# craftsman lt 2000 wont turn over, Ive done everything I can think of



## bluelagoonacres (Jul 20, 2015)

HELP I have a craftsman lt 2000 that wont start, wont turn over. I'm sure I need to go to forum of the Briggs and Stratton engine, model number 31p677-0804-b1, I have cleaned the carburetor , new battery, new spark plug, clean gas tank out and new gas, new air filter, oil changed in beginning of mowing, It worked for a few mows then all sudden decided not to start. After I clean the carburetor and new gas, it did start a few times but would rev up then slow down and rev up again, put sea foam in it but still did the same thing. Then I figure the engine flooded because will not start again. Oh also did a valve adjustment too. All that stuff is good I assume. HELP any other ideas before I take to shop and get charged an arm and leg from shop? Only other thing I can think of could be something with spark plug because I had originally had to splice the wire since the original plug was stuck to holder and I could not get it off so I had to cut the wire.. When I take park plug out, gas spits out since I assume relieve pressure from being flooded. When I did start it as rev up and down I took the air filter compartment off.
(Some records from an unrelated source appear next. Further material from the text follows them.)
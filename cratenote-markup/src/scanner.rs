//! Scanner for the Discogs bracket-tag markup dialect.
//!
//! Splits raw text into a flat token list. The scanner is total: malformed
//! markup degrades to literal text or is skipped, it never errors. There is
//! no escaping mechanism in the dialect, matching the source service.

/// One classified unit of markup.
#[derive(Clone, Debug, PartialEq, Eq)]
pub enum Token {
    /// Literal text between tags.
    PlainText(String),
    /// `[a=Name]`: artist referenced by name.
    ArtistName(String),
    /// `[a123]`: artist referenced by numeric ID.
    ArtistId(u64),
    /// `[r123]` or `[r=123]`: release referenced by numeric ID.
    ReleaseId(u64),
    /// `[m123]` or `[m=123]`: master referenced by numeric ID.
    MasterId(u64),
    /// `[l=Name]`: label referenced by name.
    LabelName(String),
    /// `[b]...[/b]`. Content is raw and never re-tokenized.
    Bold(String),
    /// `[i]...[/i]`. Content is raw and never re-tokenized.
    Italic(String),
    /// `[u]...[/u]`. Content is raw and never re-tokenized.
    Underline(String),
    /// `[url=href]...[/url]`. Content is raw and never re-tokenized.
    Url { href: String, content: String },
}

/// Content-bearing tag kinds: tags that capture raw text up to a matching
/// closer instead of standing alone.
#[derive(Clone, Debug, PartialEq, Eq)]
enum SpanTag {
    Bold,
    Italic,
    Underline,
    Url(String),
}

impl SpanTag {
    /// Marker that opens another tag of the same kind, for depth tracking.
    fn open_marker(&self) -> &'static str {
        match self {
            SpanTag::Bold => "[b]",
            SpanTag::Italic => "[i]",
            SpanTag::Underline => "[u]",
            SpanTag::Url(_) => "[url=",
        }
    }

    fn close_marker(&self) -> &'static str {
        match self {
            SpanTag::Bold => "[/b]",
            SpanTag::Italic => "[/i]",
            SpanTag::Underline => "[/u]",
            SpanTag::Url(_) => "[/url]",
        }
    }

    fn into_token(self, content: String) -> Token {
        match self {
            SpanTag::Bold => Token::Bold(content),
            SpanTag::Italic => Token::Italic(content),
            SpanTag::Underline => Token::Underline(content),
            SpanTag::Url(href) => Token::Url { href, content },
        }
    }
}

/// Classification of one tag body (the text between `[` and `]`).
enum TagBody {
    /// Self-contained tag producing a token directly.
    Leaf(Token),
    /// Opens a content-bearing span that must find its closer.
    Span(SpanTag),
    /// Empty body, orphaned closer, or unknown tag.
    Skip,
}

/// Classify a tag body. Rule order matters: `a=` must win before the numeric
/// artist form so `[a=123]` reads as an artist *named* "123".
fn classify(body: &str) -> TagBody {
    if let Some(name) = body.strip_prefix("a=") {
        return TagBody::Leaf(Token::ArtistName(name.to_string()));
    }
    if let Some(id) = numeric_body(body, 'a') {
        return TagBody::Leaf(Token::ArtistId(id));
    }
    if let Some(id) = numeric_body(body, 'r') {
        return TagBody::Leaf(Token::ReleaseId(id));
    }
    if let Some(id) = numeric_body(body, 'm') {
        return TagBody::Leaf(Token::MasterId(id));
    }
    if let Some(name) = body.strip_prefix("l=") {
        return TagBody::Leaf(Token::LabelName(name.to_string()));
    }
    if let Some(href) = body.strip_prefix("url=") {
        return TagBody::Span(SpanTag::Url(href.to_string()));
    }
    match body {
        "b" => TagBody::Span(SpanTag::Bold),
        "i" => TagBody::Span(SpanTag::Italic),
        "u" => TagBody::Span(SpanTag::Underline),
        // Everything else drops out: `[]`, closers like `[/b]` with no
        // matching opener, and tag names this dialect does not know.
        _ => TagBody::Skip,
    }
}

/// Parse bodies of the form `r123` or `r=123`. The digit run must make up
/// the whole remainder, be pure ASCII digits, and fit in a `u64`; anything
/// else falls through to the unknown-tag rule.
fn numeric_body(body: &str, kind: char) -> Option<u64> {
    let rest = body.strip_prefix(kind)?;
    let digits = rest.strip_prefix('=').unwrap_or(rest);
    if digits.is_empty() || !digits.bytes().all(|b| b.is_ascii_digit()) {
        return None;
    }
    digits.parse().ok()
}

/// Split `input` into tokens.
///
/// # Examples
///
/// ```
/// use cratenote_markup::scanner::{tokenize, Token};
///
/// let tokens = tokenize("by [a=Aphex Twin] on [l=Warp]");
/// assert_eq!(
///     tokens,
///     vec![
///         Token::PlainText("by ".to_string()),
///         Token::ArtistName("Aphex Twin".to_string()),
///         Token::PlainText(" on ".to_string()),
///         Token::LabelName("Warp".to_string()),
///     ]
/// );
/// ```
pub fn tokenize(input: &str) -> Vec<Token> {
    let mut tokens = Vec::new();
    let mut pos = 0;

    while pos < input.len() {
        let rest = &input[pos..];
        let Some(open_rel) = rest.find('[') else {
            tokens.push(Token::PlainText(rest.to_string()));
            break;
        };

        if open_rel > 0 {
            tokens.push(Token::PlainText(rest[..open_rel].to_string()));
        }

        let tag_start = pos + open_rel;
        let body_start = tag_start + 1;
        let Some(close_rel) = input[body_start..].find(']') else {
            // Unmatched bracket: the rest of the input is literal text.
            tokens.push(Token::PlainText(input[tag_start..].to_string()));
            break;
        };

        let body = &input[body_start..body_start + close_rel];
        let after_tag = body_start + close_rel + 1;

        match classify(body) {
            TagBody::Leaf(token) => {
                tokens.push(token);
                pos = after_tag;
            }
            TagBody::Skip => {
                pos = after_tag;
            }
            TagBody::Span(tag) => match find_close(input, after_tag, &tag) {
                Some((content_end, resume)) => {
                    let content = input[after_tag..content_end].to_string();
                    tokens.push(tag.into_token(content));
                    pos = resume;
                }
                None => match tag {
                    // An unterminated [url=] swallows the rest of the input:
                    // the href and the trailing text both render literally.
                    SpanTag::Url(href) => {
                        let mut text = href;
                        text.push_str(&input[after_tag..]);
                        tokens.push(Token::PlainText(text));
                        break;
                    }
                    // Unterminated b/i/u openers are dropped as if absent.
                    _ => {
                        pos = after_tag;
                    }
                },
            },
        }
    }

    tokens
}

/// Find the closer matching an already-opened content-bearing tag.
///
/// Tracks nesting depth for openers of the same kind, so nested same-type
/// markup resolves to the outermost pair and everything in between stays
/// verbatim in the captured content. Returns the byte offset where the
/// content ends and the offset to resume scanning after the closer.
fn find_close(input: &str, from: usize, tag: &SpanTag) -> Option<(usize, usize)> {
    let open = tag.open_marker();
    let close = tag.close_marker();
    let mut depth = 1usize;
    let mut cursor = from;

    while let Some(rel) = input[cursor..].find('[') {
        let at = cursor + rel;
        if input[at..].starts_with(close) {
            depth -= 1;
            if depth == 0 {
                return Some((at, at + close.len()));
            }
            cursor = at + close.len();
        } else if input[at..].starts_with(open) {
            depth += 1;
            cursor = at + open.len();
        } else {
            cursor = at + 1;
        }
    }

    None
}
Anyone have any ideasssssssssssssssssssssss


----------



## jhngardner367 (Apr 5, 2011)

It sounds like the carb is letting too much fuel through.
Check the float,and see if it's cracked,or installed wrong,no needle,etc.


----------



## bluelagoonacres (Jul 20, 2015)

no float looks good and needle guess I can order a new one anyway and see. Any other suggestions?


----------



## bbirder (Feb 26, 2006)

Check adjustment on float as John suggested. Do you have any gas in your crankcase? I'd make sure the crankcase breather is clean and functioning also.


----------



## Bill Kapaun (May 8, 2007)

I've heard that the O ring gaskets on Nikki carbs are susceptible to leaking if reused.


----------



## bluelagoonacres (Jul 20, 2015)

new issue now, I went ahead and took the new battery I bought because I had to recharge it, since not holding charge so got new one lawnmower started right up but the engine went so fast that I had to turn it off sound like it was going to fly off. Went ahead to adjust governor spring and seems to lower it for a bit then just surged again went to adjust again and now wont start again, the fly wheel just turns over and over again, sounds like the battery went bad but I know that cant be it, ugggg think Ill just have to take it in.


----------



## Bill Kapaun (May 8, 2007)

"I have cleaned the carburetor"

"lawnmower started right up but the engine went so fast that I had to turn it off sound like it was going to fly off. "

You probably have some linkage installed wrong.


----------